К двум экстазам единство ощущаемое привести может. К одному из двух, вернее: или мировой мрак (тьма кромешная, Дьявол, именем Иелдаваоф — Творец мира, козловак 1-ой Симфонии), или мир есть свет благостный, излучаемый солнцем.
Тогда вот:
И все, что мчится по безднам эфира, И всякий луч, плотской и бесплотный, Твой только отблеск, о, солнце мира, И только сон, только сон мимолетный.Есть некоторый третий экстаз. Экстаз умный. Экстаз Сатаны, познавшего спасение. Пример опять из 1-ой Симфонии Белого. Чародей, свершая пляски чародейные, взвевая пламенем шелковым над пламенем огненным, костром колдовским Ивановой ночи, воспевает гимн заре: Ты смеешься, вся беспечность, вся, как Вечность, золотая, над старинным этим миром. Не смущайся нашим пиром запоздалым. Разгорайся над лесочком огонечком ярко-алым!
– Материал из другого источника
use crate::error::TxnMiddlewareError;

/// Result of running a unit of work through the
/// [`TransactionalEngine`](super::TransactionalEngine).
///
/// A failure never carries a value and a success never carries an error.
#[derive(Debug, Clone, PartialEq, Eq)]
#[must_use]
pub enum ExecutionOutcome<T, E = TxnMiddlewareError> {
    Success(T),
    Failure(E),
}

impl<T, E> ExecutionOutcome<T, E> {
    #[must_use]
    pub fn is_success(&self) -> bool {
        matches!(self, ExecutionOutcome::Success(_))
    }

    #[must_use]
    pub fn is_failure(&self) -> bool {
        matches!(self, ExecutionOutcome::Failure(_))
    }

    /// Borrow the value of a successful execution.
    #[must_use]
    pub fn value(&self) -> Option<&T> {
        match self {
            ExecutionOutcome::Success(value) => Some(value),
            ExecutionOutcome::Failure(_) => None,
        }
    }

    /// Borrow the error of a failed execution.
    #[must_use]
    pub fn error(&self) -> Option<&E> {
        match self {
            ExecutionOutcome::Success(_) => None,
            ExecutionOutcome::Failure(err) => Some(err),
        }
    }

    /// Consume the outcome and take the value, if any.
    #[must_use]
    pub fn into_value(self) -> Option<T> {
        match self {
            ExecutionOutcome::Success(value) => Some(value),
            ExecutionOutcome::Failure(_) => None,
        }
    }

    /// Consume the outcome and take the error, if any.
    #[must_use]
    pub fn into_error(self) -> Option<E> {
        match self {
            ExecutionOutcome::Success(_) => None,
            ExecutionOutcome::Failure(err) => Some(err),
        }
    }

    /// Convert into a `Result`.
    ///
    /// # Errors
    /// Returns the error of a failed execution.
    pub fn into_result(self) -> Result<T, E> {
        match self {
            ExecutionOutcome::Success(value) => Ok(value),
            ExecutionOutcome::Failure(err) => Err(err),
        }
    }

    pub fn map<U>(self, f: impl FnOnce(T) -> U) -> ExecutionOutcome<U, E> {
        match self {
            ExecutionOutcome::Success(value) => ExecutionOutcome::Success(f(value)),
            ExecutionOutcome::Failure(err) => ExecutionOutcome::Failure(err),
        }
    }
}

impl<T, E> From<Result<T, E>> for ExecutionOutcome<T, E> {
    fn from(result: Result<T, E>) -> Self {
        match result {
            Ok(value) => ExecutionOutcome::Success(value),
            Err(err) => ExecutionOutcome::Failure(err),
        }
    }
}

#[cfg(test)]
mod tests {
    use super::*;

    #[test]
    fn accessors_agree_with_variant() {
        let ok: ExecutionOutcome<i32> = ExecutionOutcome::Success(3);
        assert!(ok.is_success() && !ok.is_failure());
        assert_eq!(ok.value(), Some(&3));
        assert!(ok.error().is_none());
        assert_eq!(ok.map(|v| v * 2).into_value(), Some(6));

        let failed: ExecutionOutcome<i32> = Err(TxnMiddlewareError::SessionBusy).into();
        assert!(failed.is_failure());
        assert!(failed.value().is_none());
        assert!(matches!(
            failed.into_result(),
            Err(TxnMiddlewareError::SessionBusy)
        ));
    }
}
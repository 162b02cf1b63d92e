//! Criterion comparison of reading a result set through the reused-row
//! callback vs. collecting cloned rows with `query_all`. Both variants run the
//! same query against the same seeded file so the difference is the per-row
//! allocation.

use criterion::{BenchmarkId, Criterion, Throughput, criterion_group, criterion_main};
use std::hint::black_box;
use std::sync::LazyLock;
use tempfile::TempDir;
use txn_middleware::prelude::*;

struct Dataset {
    _dir: TempDir,
    options: SqliteOptions,
    rows: usize,
}

static DATASET: LazyLock<Dataset> = LazyLock::new(|| {
    let rows = row_count();
    let dir = tempfile::tempdir().expect("create benchmark directory");
    let path = dir.path().join("bench_rows.db");
    let options = SqliteOptions::builder(path.to_string_lossy())
        .journal_mode(JournalMode::Wal)
        .finish();

    let mut session = SqliteSession::open(&options).expect("open benchmark database");
    session
        .execute_batch(
            "CREATE TABLE test (id INTEGER PRIMARY KEY, name TEXT NOT NULL, score REAL, active BOOLEAN);",
        )
        .expect("create table");
    session.begin_transaction().expect("begin");
    for id in 0..rows {
        let id = i64::try_from(id).expect("row id fits i64");
        session
            .execute(
                "INSERT INTO test (id, name, score, active) VALUES (?, ?, ?, ?)",
                &ConstantPreparedStatementDataProvider::empty()
                    .with(id)
                    .with(format!("name_{id}"))
                    .with(id as f64 * 0.5)
                    .with(id % 2 == 0),
            )
            .expect("seed row");
    }
    session.commit_transaction().expect("commit");

    Dataset {
        _dir: dir,
        options,
        rows,
    }
});

/// Rows to seed, from `BENCH_ROWS` or a default of 10k.
fn row_count() -> usize {
    std::env::var("BENCH_ROWS")
        .ok()
        .and_then(|value| value.parse().ok())
        .unwrap_or(10_000)
}

fn bench_row_iteration(c: &mut Criterion) {
    let dataset = &*DATASET;
    let provider = PooledConnectionProvider::new(&dataset.options, 1).expect("build pool");
    let executor = DbExecutor::new(provider);
    let sql = "SELECT id, name, score, active FROM test";

    let mut group = c.benchmark_group("row_iteration");
    group.throughput(Throughput::Elements(dataset.rows as u64));

    group.bench_function(BenchmarkId::new("callback", dataset.rows), |b| {
        b.iter(|| {
            let mut total = 0_i64;
            let ok = executor.query_all_with(sql, |row| {
                total += row.get(0).ok().and_then(|f| f.as_i64().ok()).unwrap_or(0);
            });
            assert!(ok);
            black_box(total)
        });
    });

    group.bench_function(BenchmarkId::new("collect", dataset.rows), |b| {
        b.iter(|| {
            let rows = executor.query_all(sql).expect("query rows");
            let total: i64 = rows
                .iter()
                .map(|row| row.get(0).ok().and_then(|f| f.as_i64().ok()).unwrap_or(0))
                .sum();
            black_box(total)
        });
    });

    group.finish();
}

criterion_group!(benches, bench_row_iteration);
criterion_main!(benches);
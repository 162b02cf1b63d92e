use std::fmt::Write as _;

use serde_json::{Map, Number, Value};
use txn_middleware::prelude::*;

fn value_to_json(value: &RowValues) -> Value {
    match value {
        RowValues::Int(i) => Value::Number((*i).into()),
        RowValues::Float(f) => Number::from_f64(*f).map_or(Value::Null, Value::Number),
        RowValues::Text(s) => Value::String(s.clone()),
        RowValues::Bool(b) => Value::Bool(*b),
        RowValues::Timestamp(ts) => Value::String(ts.format("%Y-%m-%d %H:%M:%S%.f").to_string()),
        RowValues::Date(d) => Value::String(d.to_string()),
        RowValues::Time(t) => Value::String(t.to_string()),
        RowValues::Null => Value::Null,
        RowValues::JSON(json) => json.clone(),
        RowValues::Blob(bytes) => {
            let mut hex = String::with_capacity(bytes.len() * 2);
            for byte in bytes {
                let _ = write!(hex, "{byte:02x}");
            }
            Value::String(hex)
        }
    }
}

/// One row as a JSON object keyed by column name.
pub(crate) fn row_to_json(row: &ResultRow) -> Value {
    let mut object = Map::new();
    for field in row.fields() {
        object.insert(field.column_name().to_string(), value_to_json(field.value()));
    }
    Value::Object(object)
}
Вот экстаз Сатаны познавшего. Ну-с, мой дорогой, я в достаточной мере ушел от вопроса, мной поднятого. Но не так уж далеко. Все примеры эти и отклонения утверждают только, что мое мировосприятие как символическое, схематическое, упрощенное, воспринимающее только сущности — проще Вашего. И укоры в намеренном усложнении жизни должны быть мною отклонены. Я не могу сказать, чтобы упрощенное трагическое миросозерцание было легко. Но этого я и не хочу. Я хочу только последовательности в себе. Я хочу полного упрощения, полного освобождения от элементов случайного, элементов Вашего мира.
И в творчестве, и в своих критических суждениях о литературе Муни следовал принципам, сформулированным для себя в записной книжке. Он искал в произведениях отражения единого целого, сущностей, а не реалистической картины жизни, и высшим достижением считал не органическую жизнь, а «слаженность по разумному плану созданного творения», как написал о книге Ходасевича «Счастливый домик». Он очень высоко оценил книгу друга.
В множестве меблированных комнат, в маленьких московских гостиницах: «Дон», «Гранада», «Париж» — минуты тишины подстерегают юноши, такие же, как Муни, — студенты, зарабатывающие переводами и репетиторством, мучимые неуверенностью, сомнениями, одиночеством. По вечерам они сбиваются в компании, дружественные кружки и читают друг другу написанное. В эти годы и Муни живет компанией, табунком. В семье сохранилась его поговорка: «Саша Брюсов, Саша Койранский и Саша — я». (Не отсюда ли и псевдоним — Александр Беклемишев, и имя героя рассказа «Летом 190* года» — Александр Большаков).
Они и квартиры старались снимать на двоих: Александр Брюсов и Александр Койранский жили на Колымажной площади в доме Петрово-Солово, и туда, как вспоминал Александр Койранский, приходил к ним Ходасевич, портрет которого Койранский писал. Был он немного художник, немного поэт, театральный критик и признанный острослов, «Саша — радость наша». Муни нежно любил своего рыжебородого, легкого, подвижного приятеля и, конечно, тоже прибегал в дом Петрово-Солово. Здесь они могли встречаться и, скорей всего, встречались с Ходасевичем. Так же как и на Арбате, в квартире, которую делили Борис Зайцев и Виктор Стражев, и где по вечерам молодые поэты и писатели собирались читать свои произведения. Совместное житье — не только возможность сэкономить, но выжить, держась друг за друга, ища поддержки и одобрения — отклика.